─── PROVIDED RECORDS
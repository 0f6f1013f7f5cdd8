//! YOLO object detection using ONNX Runtime.
//!
//! Expects the single-output export produced by YOLOv8-style models:
//! `[1, 4 + classes, candidates]`, boxes in center format at the model's
//! input resolution followed by one score per class.
//!
//! Execution provider selection:
//! - CUDA on Linux with NVIDIA GPU (when `cuda` feature enabled)
//! - CoreML on macOS
//! - CPU fallback on all platforms

use std::collections::HashMap;
use std::path::Path;
use std::sync::{Arc, Mutex};

use image::{imageops::FilterType, RgbImage};
use mdetect_models::{BoundingBox, Detection};
use ndarray::ArrayView2;
use ort::session::builder::GraphOptimizationLevel;
use ort::session::Session;
use ort::value::{Tensor, Value};
use tracing::{debug, info};

use super::{Detector, DetectorLoader};
use crate::error::{MediaError, MediaResult};

/// Configuration for YOLO inference.
#[derive(Debug, Clone)]
pub struct YoloConfig {
    /// IoU threshold for NMS
    pub nms_threshold: f32,
    /// Input image size (model expects square input)
    pub input_size: u32,
}

impl Default for YoloConfig {
    fn default() -> Self {
        Self {
            nms_threshold: 0.7,
            input_size: 640,
        }
    }
}

/// Object detector backed by an ONNX Runtime session.
pub struct YoloDetector {
    name: String,
    session: Mutex<Session>,
    class_names: HashMap<usize, String>,
    config: YoloConfig,
}

impl YoloDetector {
    /// Load a detector from an ONNX weight file.
    ///
    /// Returns error if the model file doesn't exist or cannot be loaded.
    pub fn load(path: &Path, config: YoloConfig) -> MediaResult<Self> {
        if !path.exists() {
            return Err(MediaError::model_not_found(path.display().to_string()));
        }

        let session = create_session(path)?;
        let class_names = session
            .metadata()
            .ok()
            .and_then(|m| m.custom("names"))
            .map(|raw| parse_class_names(&raw))
            .unwrap_or_default();

        let name = path
            .file_stem()
            .map(|s| s.to_string_lossy().to_string())
            .unwrap_or_else(|| "model".to_string());

        info!(
            model = %name,
            classes = class_names.len(),
            input_size = config.input_size,
            "Detector initialized"
        );

        Ok(Self {
            name,
            session: Mutex::new(session),
            class_names,
            config,
        })
    }

    /// Preprocess image for YOLO inference.
    ///
    /// - Resize to model input size
    /// - Normalize pixel values to [0, 1]
    /// - Convert to NCHW format (batch, channels, height, width)
    fn preprocess(&self, img: &RgbImage) -> MediaResult<Value> {
        let input_size = self.config.input_size;
        let resized = image::imageops::resize(img, input_size, input_size, FilterType::Triangle);
        let (w, h) = (input_size as usize, input_size as usize);

        let mut chw_data: Vec<f32> = vec![0.0; 3 * h * w];
        for (x, y, pixel) in resized.enumerate_pixels() {
            let idx = y as usize * w + x as usize;
            for c in 0..3 {
                chw_data[c * h * w + idx] = pixel[c] as f32 / 255.0;
            }
        }

        let shape = vec![1usize, 3, h, w];
        Tensor::from_array((shape, chw_data.into_boxed_slice()))
            .map(Value::from)
            .map_err(|e| MediaError::internal(format!("Failed to create tensor: {}", e)))
    }

    /// Run ONNX inference, returning the output shape and data.
    fn run_inference(&self, input: Value) -> MediaResult<(Vec<usize>, Vec<f32>)> {
        let mut session = self
            .session
            .lock()
            .map_err(|_| MediaError::internal("Session lock poisoned"))?;

        let outputs = session
            .run(ort::inputs![input])
            .map_err(|e| MediaError::detection_failed(format!("ONNX inference failed: {}", e)))?;

        let output = outputs
            .get("output0")
            .ok_or_else(|| MediaError::detection_failed("Missing output0 tensor"))?;

        let (shape, data) = output
            .try_extract_tensor::<f32>()
            .map_err(|e| MediaError::detection_failed(format!("Failed to extract tensor: {}", e)))?;

        let shape = shape.iter().map(|d| (*d).max(0) as usize).collect();
        Ok((shape, data.to_vec()))
    }

    fn label_for(&self, class_id: usize) -> String {
        self.class_names
            .get(&class_id)
            .cloned()
            .unwrap_or_else(|| format!("class_{}", class_id))
    }
}

impl Detector for YoloDetector {
    fn name(&self) -> &str {
        &self.name
    }

    fn detect(&self, image: &RgbImage, confidence_threshold: f32) -> MediaResult<Vec<Detection>> {
        let input = self.preprocess(image)?;
        let (shape, outputs) = self.run_inference(input)?;

        let candidates = decode_predictions(
            &outputs,
            &shape,
            self.config.input_size,
            image.width(),
            image.height(),
            confidence_threshold,
        )?;
        let kept = non_maximum_suppression(candidates, self.config.nms_threshold);

        debug!(model = %self.name, count = kept.len(), "Detection completed");

        Ok(kept
            .into_iter()
            .map(|c| Detection::new(c.bbox, c.class_id, self.label_for(c.class_id), c.confidence))
            .collect())
    }
}

/// Loads [`YoloDetector`]s with a shared configuration.
#[derive(Debug, Clone, Default)]
pub struct YoloLoader {
    config: YoloConfig,
}

impl YoloLoader {
    pub fn new(config: YoloConfig) -> Self {
        Self { config }
    }
}

impl DetectorLoader for YoloLoader {
    fn load(&self, path: &Path) -> MediaResult<Arc<dyn Detector>> {
        Ok(Arc::new(YoloDetector::load(path, self.config.clone())?))
    }
}

/// A thresholded, unsuppressed detection candidate.
#[derive(Debug, Clone, PartialEq)]
struct Candidate {
    bbox: BoundingBox,
    class_id: usize,
    confidence: f32,
}

/// Decode a `[1, 4 + classes, candidates]` output into pixel-space candidates.
fn decode_predictions(
    outputs: &[f32],
    shape: &[usize],
    input_size: u32,
    orig_width: u32,
    orig_height: u32,
    confidence_threshold: f32,
) -> MediaResult<Vec<Candidate>> {
    let (num_features, num_boxes) = match shape {
        [1, features, boxes] | [features, boxes] => (*features, *boxes),
        _ => {
            return Err(MediaError::detection_failed(format!(
                "Unexpected output shape {:?}",
                shape
            )))
        }
    };

    if num_features <= 4 || outputs.len() != num_features * num_boxes {
        return Err(MediaError::detection_failed(format!(
            "Output of {} values does not match shape {:?}",
            outputs.len(),
            shape
        )));
    }

    let output = ArrayView2::from_shape((num_features, num_boxes), outputs)
        .map_err(|e| MediaError::detection_failed(format!("Failed to reshape output: {}", e)))?;

    let scale_w = orig_width as f32 / input_size as f32;
    let scale_h = orig_height as f32 / input_size as f32;

    let mut candidates = Vec::new();
    for i in 0..num_boxes {
        let column = output.column(i);

        let (best_class, best_score) = column
            .iter()
            .skip(4)
            .enumerate()
            .fold((0usize, f32::MIN), |best, (c, &score)| {
                if score > best.1 {
                    (c, score)
                } else {
                    best
                }
            });

        if best_score < confidence_threshold {
            continue;
        }

        let bbox = BoundingBox::from_center(
            column[0] * scale_w,
            column[1] * scale_h,
            column[2] * scale_w,
            column[3] * scale_h,
        )
        .clamp(orig_width, orig_height);

        candidates.push(Candidate {
            bbox,
            class_id: best_class,
            confidence: best_score,
        });
    }

    Ok(candidates)
}

/// Per-class non-maximum suppression.
fn non_maximum_suppression(mut candidates: Vec<Candidate>, iou_threshold: f32) -> Vec<Candidate> {
    candidates.sort_by(|a, b| b.confidence.total_cmp(&a.confidence));

    let mut keep: Vec<Candidate> = Vec::new();
    for candidate in candidates {
        let overlaps = keep.iter().any(|k| {
            k.class_id == candidate.class_id && k.bbox.iou(&candidate.bbox) > iou_threshold
        });
        if !overlaps {
            keep.push(candidate);
        }
    }
    keep
}

/// Parse the `names` metadata written by YOLO exporters, e.g.
/// `{0: 'fish', 1: 'sea turtle'}`.
fn parse_class_names(raw: &str) -> HashMap<usize, String> {
    let mut names = HashMap::new();
    let mut rest = raw.trim().trim_start_matches('{').trim_end_matches('}');

    while let Some((key, tail)) = rest.split_once(':') {
        let tail = tail.trim_start();
        let quote = match tail.chars().next() {
            Some(q @ ('\'' | '"')) => q,
            _ => break,
        };
        let body = &tail[1..];
        let Some(end) = body.find(quote) else {
            break;
        };

        if let Ok(id) = key.trim().trim_start_matches(',').trim().parse::<usize>() {
            names.insert(id, body[..end].to_string());
        }
        rest = &body[end + 1..];
    }

    names
}

/// Create ONNX Runtime session with automatic execution provider selection.
fn create_session(model_path: &Path) -> MediaResult<Session> {
    let model_bytes = std::fs::read(model_path)
        .map_err(|e| MediaError::internal(format!("Failed to read model file: {}", e)))?;

    let mut builder = Session::builder()
        .map_err(|e| MediaError::internal(format!("Failed to create session builder: {}", e)))?
        .with_optimization_level(GraphOptimizationLevel::Level3)
        .map_err(|e| MediaError::internal(format!("Failed to set optimization level: {}", e)))?;

    #[cfg(all(target_os = "linux", feature = "cuda"))]
    {
        use ort::ep::CUDA as CUDAExecutionProvider;
        if let Ok(mut cuda_builder) = builder
            .clone()
            .with_execution_providers([CUDAExecutionProvider::default().build()])
        {
            if let Ok(session) = cuda_builder.commit_from_memory(&model_bytes) {
                info!("Using CUDA execution provider for object detection");
                return Ok(session);
            }
        }
        debug!("CUDA execution provider not available, trying alternatives");
    }

    #[cfg(target_os = "macos")]
    {
        use ort::ep::CoreML as CoreMLExecutionProvider;
        if let Ok(mut coreml_builder) = builder
            .clone()
            .with_execution_providers([CoreMLExecutionProvider::default().build()])
        {
            if let Ok(session) = coreml_builder.commit_from_memory(&model_bytes) {
                info!("Using CoreML execution provider for object detection");
                return Ok(session);
            }
        }
        debug!("CoreML execution provider not available, using CPU");
    }

    debug!("Using CPU execution provider for object detection");
    builder
        .commit_from_memory(&model_bytes)
        .map_err(|e| MediaError::internal(format!("Failed to load ONNX model: {}", e)))
}

#[cfg(test)]
mod tests {
    use super::*;

    /// Build a `[1, 4 + classes, boxes]` buffer from per-box rows.
    fn yolo_output(rows: &[Vec<f32>]) -> (Vec<f32>, Vec<usize>) {
        let features = rows[0].len();
        let boxes = rows.len();
        let mut data = vec![0.0; features * boxes];
        for (b, row) in rows.iter().enumerate() {
            for (f, v) in row.iter().enumerate() {
                data[f * boxes + b] = *v;
            }
        }
        (data, vec![1, features, boxes])
    }

    #[test]
    fn test_config_default() {
        let config = YoloConfig::default();
        assert_eq!(config.input_size, 640);
        assert!((config.nms_threshold - 0.7).abs() < 0.001);
    }

    #[test]
    fn test_decode_scales_to_source_image() {
        // One box centered in a 640 input, class 1 wins.
        let (data, shape) = yolo_output(&[vec![320.0, 320.0, 64.0, 32.0, 0.1, 0.9]]);
        let candidates = decode_predictions(&data, &shape, 640, 1280, 320, 0.5).unwrap();

        assert_eq!(candidates.len(), 1);
        let c = &candidates[0];
        assert_eq!(c.class_id, 1);
        assert!((c.confidence - 0.9).abs() < 1e-6);
        // x scaled by 2, y by 0.5
        assert_eq!(c.bbox, BoundingBox::new(576.0, 152.0, 704.0, 168.0));
    }

    #[test]
    fn test_decode_applies_threshold() {
        let (data, shape) = yolo_output(&[
            vec![100.0, 100.0, 10.0, 10.0, 0.30],
            vec![200.0, 200.0, 10.0, 10.0, 0.55],
        ]);
        let candidates = decode_predictions(&data, &shape, 640, 640, 640, 0.5).unwrap();
        assert_eq!(candidates.len(), 1);
        assert!((candidates[0].confidence - 0.55).abs() < 1e-6);
    }

    #[test]
    fn test_decode_rejects_bad_shape() {
        let data = vec![0.0; 10];
        assert!(decode_predictions(&data, &[1, 5, 3], 640, 640, 640, 0.5).is_err());
        assert!(decode_predictions(&data, &[10], 640, 640, 640, 0.5).is_err());
    }

    #[test]
    fn test_nms_suppresses_same_class_only() {
        let a = Candidate {
            bbox: BoundingBox::new(0.0, 0.0, 10.0, 10.0),
            class_id: 0,
            confidence: 0.9,
        };
        let b = Candidate {
            bbox: BoundingBox::new(1.0, 0.0, 11.0, 10.0),
            class_id: 0,
            confidence: 0.8,
        };
        let c = Candidate {
            class_id: 1,
            ..b.clone()
        };

        let kept = non_maximum_suppression(vec![b, c, a.clone()], 0.7);
        assert_eq!(kept.len(), 2);
        assert_eq!(kept[0], a);
        assert_eq!(kept[1].class_id, 1);
    }

    #[test]
    fn test_parse_class_names() {
        let names = parse_class_names("{0: 'fish', 1: 'sea turtle', 2: \"ray, manta\"}");
        assert_eq!(names.len(), 3);
        assert_eq!(names[&0], "fish");
        assert_eq!(names[&1], "sea turtle");
        assert_eq!(names[&2], "ray, manta");
        assert!(parse_class_names("").is_empty());
    }

    #[test]
    fn test_missing_model_file() {
        let err = YoloDetector::load(Path::new("/nonexistent/model.onnx"), YoloConfig::default());
        assert!(matches!(err, Err(MediaError::ModelNotFound(_))));
    }
}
──────
Go through the entries above and pull out each line with "internal" in it.

SOLUTION FOR THIS EXERCISE
            .map_err(|e| MediaError::internal(format!("Failed to create tensor: {}", e)))
            .map_err(|_| MediaError::internal("Session lock poisoned"))?;
        .map_err(|e| MediaError::internal(format!("Failed to read model file: {}", e)))?;
        .map_err(|e| MediaError::internal(format!("Failed to create session builder: {}", e)))?
        .map_err(|e| MediaError::internal(format!("Failed to set optimization level: {}", e)))?;
        .map_err(|e| MediaError::internal(format!("Failed to load ONNX model: {}", e)))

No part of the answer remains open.